Abstract: Classical semi-supervised approaches achieve state-of-the-art results on various visual recognition tasks, especially image classification, but they are typically designed with expert knowledge of the task at hand such as task-specific data augmentation. However, these approaches do not generalize to novel tasks such as image segmentation and surface normal estimation. In this work, we instead study self-training for a wide variety of tasks in a task-agnostic fashion. We find out a simple success recipe: to construct a continuous schedule of learning updates that iterates between self-training on novel segments of the streams of unlabeled data and fine-tuning on the small and fixed labeled data. Our task-agnostic self-training approach works with a few labeled samples per task by leveraging millions of unlabeled web images, and it requires neither enormous computational resources to process data nor domain-specific unlabeled data, which are assumed in most prior works.
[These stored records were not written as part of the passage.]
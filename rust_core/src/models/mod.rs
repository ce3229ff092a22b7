// Shared models for the Punch Picks services
use chrono::{DateTime, NaiveDate, Utc};
use serde::{Deserialize, Serialize};
use std::collections::BTreeMap;

pub mod wire;

pub use wire::{LeaderboardResponse, PickRecord, PicksPayload, ResultPublished};

/// Fights with `order <= MAIN_CARD_MAX_ORDER` (or flagged as the main event)
/// belong to the main card.
pub const MAIN_CARD_MAX_ORDER: u32 = 5;

// ============================================================================
// Catalog: events, fights, fighters
// ============================================================================

#[derive(Debug, Clone, PartialEq, Eq, Serialize, Deserialize)]
pub struct Event {
    pub id: String,
    pub title: String,
    pub date: NaiveDate,
    pub location: String,
    /// Picks are immutable at and after this instant
    pub lock_at: DateTime<Utc>,
    /// The event is concluded after this instant
    pub end_at: DateTime<Utc>,
}

impl Event {
    /// `lock_at < end_at`
    pub fn has_valid_window(&self) -> bool {
        self.lock_at < self.end_at
    }
}

#[derive(Debug, Clone, PartialEq, Eq, Serialize, Deserialize)]
pub struct Contestant {
    pub id: String,
    pub name: String,
}

impl Contestant {
    pub fn new(id: &str, name: &str) -> Self {
        Self {
            id: id.to_string(),
            name: name.to_string(),
        }
    }
}

#[derive(Debug, Clone, Copy, PartialEq, Eq, Serialize, Deserialize)]
#[serde(rename_all = "snake_case")]
pub enum CardSection {
    Main,
    Prelim,
}

/// A single matchup on an event's card.
#[derive(Debug, Clone, PartialEq, Eq, Serialize, Deserialize)]
pub struct Contest {
    pub id: String,
    pub event_id: String,
    pub weight_class: String,
    pub fighter1: Contestant,
    pub fighter2: Contestant,
    pub order: u32,
    pub is_main_event: bool,
}

impl Contest {
    pub fn has_contestant(&self, contestant_id: &str) -> bool {
        self.fighter1.id == contestant_id || self.fighter2.id == contestant_id
    }

    pub fn section(&self, main_card_max_order: u32) -> CardSection {
        if self.is_main_event || self.order <= main_card_max_order {
            CardSection::Main
        } else {
            CardSection::Prelim
        }
    }
}

#[derive(Debug, Clone, PartialEq, Eq, Serialize, Deserialize)]
pub struct FightCard {
    pub title: String,
    pub contests: Vec<Contest>,
}

impl FightCard {
    pub fn len(&self) -> usize {
        self.contests.len()
    }

    pub fn is_empty(&self) -> bool {
        self.contests.is_empty()
    }
}

/// Split an event's fights into the main card and the (optional) prelims.
///
/// Both cards are sorted by `order`. When nothing qualifies for the main
/// card, every fight is shown as the main card and there are no prelims.
pub fn split_card(contests: &[Contest], main_card_max_order: u32) -> (FightCard, Option<FightCard>) {
    let mut sorted = contests.to_vec();
    sorted.sort_by(|a, b| a.order.cmp(&b.order).then_with(|| a.id.cmp(&b.id)));

    let (main, prelims): (Vec<Contest>, Vec<Contest>) = sorted
        .into_iter()
        .partition(|c| c.section(main_card_max_order) == CardSection::Main);

    if main.is_empty() {
        return (
            FightCard {
                title: "Main Card".to_string(),
                contests: prelims,
            },
            None,
        );
    }

    let prelim_card = if prelims.is_empty() {
        None
    } else {
        Some(FightCard {
            title: "Preliminary Card".to_string(),
            contests: prelims,
        })
    };

    (
        FightCard {
            title: "Main Card".to_string(),
            contests: main,
        },
        prelim_card,
    )
}

// ============================================================================
// Picks
// ============================================================================

/// A user's prediction for one fight.
///
/// Both fields are optional; a pick is complete only when both are present.
/// A method without a fighter is never valid.
#[derive(Debug, Clone, Default, PartialEq, Eq, Serialize, Deserialize)]
pub struct Pick {
    pub fighter_id: Option<String>,
    pub method: Option<String>,
}

impl Pick {
    pub fn fighter(fighter_id: &str) -> Self {
        Self {
            fighter_id: Some(fighter_id.to_string()),
            method: None,
        }
    }

    pub fn complete(fighter_id: &str, method: &str) -> Self {
        Self {
            fighter_id: Some(fighter_id.to_string()),
            method: Some(method.to_string()),
        }
    }

    pub fn is_complete(&self) -> bool {
        self.fighter_id.is_some() && self.method.is_some()
    }

    /// A method with no fighter selected must never be persisted.
    pub fn is_valid(&self) -> bool {
        !(self.fighter_id.is_none() && self.method.is_some())
    }

    /// Empty strings are treated as "not chosen".
    pub fn normalized(self) -> Self {
        fn non_empty(v: Option<String>) -> Option<String> {
            v.map(|s| s.trim().to_string()).filter(|s| !s.is_empty())
        }
        Self {
            fighter_id: non_empty(self.fighter_id),
            method: non_empty(self.method),
        }
    }
}

/// Every pick a user holds for one event, keyed by fight id.
#[derive(Debug, Clone, PartialEq, Eq, Serialize, Deserialize)]
pub struct UserEventPicks {
    pub user_id: String,
    pub event_id: String,
    pub picks: BTreeMap<String, Pick>,
    /// Last write per fight. Fights missing here were last written at
    /// `updated_at`.
    #[serde(default)]
    pub entry_times: BTreeMap<String, DateTime<Utc>>,
    /// Last write to this record
    pub updated_at: DateTime<Utc>,
    pub submitted: bool,
}

impl UserEventPicks {
    pub fn empty(user_id: &str, event_id: &str, now: DateTime<Utc>) -> Self {
        Self {
            user_id: user_id.to_string(),
            event_id: event_id.to_string(),
            picks: BTreeMap::new(),
            entry_times: BTreeMap::new(),
            updated_at: now,
            submitted: false,
        }
    }

    /// Write one fight's pick at `at`.
    pub fn set_pick(&mut self, contest_id: &str, pick: Pick, at: DateTime<Utc>) {
        self.picks.insert(contest_id.to_string(), pick);
        self.entry_times.insert(contest_id.to_string(), at);
        self.updated_at = at;
    }

    /// When a fight's pick was last written.
    pub fn entry_time(&self, contest_id: &str) -> DateTime<Utc> {
        self.entry_times
            .get(contest_id)
            .copied()
            .unwrap_or(self.updated_at)
    }

    pub fn pick(&self, contest_id: &str) -> Option<&Pick> {
        self.picks.get(contest_id)
    }

    /// Number of complete picks among the given fights.
    pub fn completed_among<'a>(&self, contest_ids: impl IntoIterator<Item = &'a str>) -> usize {
        contest_ids
            .into_iter()
            .filter(|id| self.picks.get(*id).map(Pick::is_complete).unwrap_or(false))
            .count()
    }
}

/// Storage key used by the local fallback cache.
pub fn storage_key(user_id: &str, event_id: &str) -> String {
    format!("userPicks_{}_{}", user_id, event_id)
}

// ============================================================================
// Results & leaderboard
// ============================================================================

/// Final result of a fight.
#[derive(Debug, Clone, PartialEq, Eq, Serialize, Deserialize)]
#[serde(tag = "status", rename_all = "snake_case")]
pub enum ContestOutcome {
    Winner { fighter_id: String, method: String },
    /// No contest / void: excluded from everyone's totals
    NoContest,
}

impl ContestOutcome {
    pub fn winner(fighter_id: &str, method: &str) -> Self {
        ContestOutcome::Winner {
            fighter_id: fighter_id.to_string(),
            method: method.to_string(),
        }
    }

    pub fn is_void(&self) -> bool {
        matches!(self, ContestOutcome::NoContest)
    }
}

/// Derived per-user standing for one event. Never stored.
#[derive(Debug, Clone, PartialEq, Serialize, Deserialize)]
pub struct LeaderboardEntry {
    pub rank: u32,
    pub user_id: String,
    pub username: String,
    pub total_picks: u32,
    pub correct_picks: u32,
    pub accuracy_percentage: f64,
    /// Picks whose method also matched (informational)
    #[serde(default)]
    pub method_correct: u32,
}

#[cfg(test)]
mod tests {
    use super::*;

    fn contest(id: &str, order: u32, main_event: bool) -> Contest {
        Contest {
            id: id.to_string(),
            event_id: "ufc-300".to_string(),
            weight_class: "Lightweight".to_string(),
            fighter1: Contestant::new(&format!("{}-red", id), "Red"),
            fighter2: Contestant::new(&format!("{}-blue", id), "Blue"),
            order,
            is_main_event: main_event,
        }
    }

    #[test]
    fn test_split_card_by_order_and_headline() {
        let contests = vec![
            contest("f7", 7, false),
            contest("f1", 1, true),
            contest("f5", 5, false),
            contest("f9", 9, true),
            contest("f6", 6, false),
        ];
        let (main, prelims) = split_card(&contests, MAIN_CARD_MAX_ORDER);
        let main_ids: Vec<_> = main.contests.iter().map(|c| c.id.as_str()).collect();
        assert_eq!(main_ids, vec!["f1", "f5", "f9"]);

        let prelims = prelims.unwrap();
        let prelim_ids: Vec<_> = prelims.contests.iter().map(|c| c.id.as_str()).collect();
        assert_eq!(prelim_ids, vec!["f6", "f7"]);
    }

    #[test]
    fn test_split_card_without_main_fights() {
        let contests = vec![contest("f8", 8, false), contest("f6", 6, false)];
        let (main, prelims) = split_card(&contests, MAIN_CARD_MAX_ORDER);
        assert_eq!(main.len(), 2);
        assert_eq!(main.contests[0].id, "f6");
        assert!(prelims.is_none());
    }

    #[test]
    fn test_pick_validity() {
        assert!(Pick::default().is_valid());
        assert!(Pick::fighter("a").is_valid());
        assert!(!Pick::fighter("a").is_complete());
        assert!(Pick::complete("a", "KO").is_complete());

        let orphan = Pick {
            fighter_id: None,
            method: Some("KO".to_string()),
        };
        assert!(!orphan.is_valid());
    }

    #[test]
    fn test_pick_normalized_drops_empty_method() {
        let pick = Pick {
            fighter_id: Some("a".to_string()),
            method: Some("".to_string()),
        }
        .normalized();
        assert_eq!(pick, Pick::fighter("a"));
    }

    #[test]
    fn test_completed_among_ignores_other_fights() {
        let mut record = UserEventPicks::empty("u1", "ufc-300", Utc::now());
        record.picks.insert("f1".to_string(), Pick::complete("f1-red", "KO"));
        record.picks.insert("f2".to_string(), Pick::fighter("f2-red"));
        record.picks.insert("stray".to_string(), Pick::complete("x", "SUB"));

        assert_eq!(record.completed_among(["f1", "f2", "f3"]), 1);
    }

    #[test]
    fn test_entry_time_falls_back_to_record_time() {
        let t0 = Utc::now();
        let mut record = UserEventPicks::empty("u1", "ufc-300", t0);
        record.picks.insert("legacy".to_string(), Pick::fighter("a"));
        record.set_pick("f1", Pick::fighter("b"), t0 + chrono::Duration::minutes(1));
        record.set_pick("f2", Pick::fighter("c"), t0 + chrono::Duration::minutes(2));

        assert_eq!(record.entry_time("f1"), t0 + chrono::Duration::minutes(1));
        assert_eq!(record.entry_time("legacy"), record.updated_at);
        assert_eq!(record.updated_at, t0 + chrono::Duration::minutes(2));
    }

    #[test]
    fn test_storage_key() {
        assert_eq!(storage_key("42", "ufc-300"), "userPicks_42_ufc-300");
    }
}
We show that our simple approach, without hyper-parameter tuning, can be as effective as state-of-the-art semi-supervised learning method (Fixmatch) that is designed with task-specific knowledge for image classification. Furthermore, we demonstrate the findings for both (1) pixel-level tasks such as surface normal estimation and segmentation, and (2) diverse domains with extreme differences to web images, including medical, satellite, and agricultural imagery, where there does not exist a large amount of labeled or unlabeled data. The experiments consistently suggest that ours is a competitive baseline to consider before developing compute-heavy and task-specific semi-supervised methods.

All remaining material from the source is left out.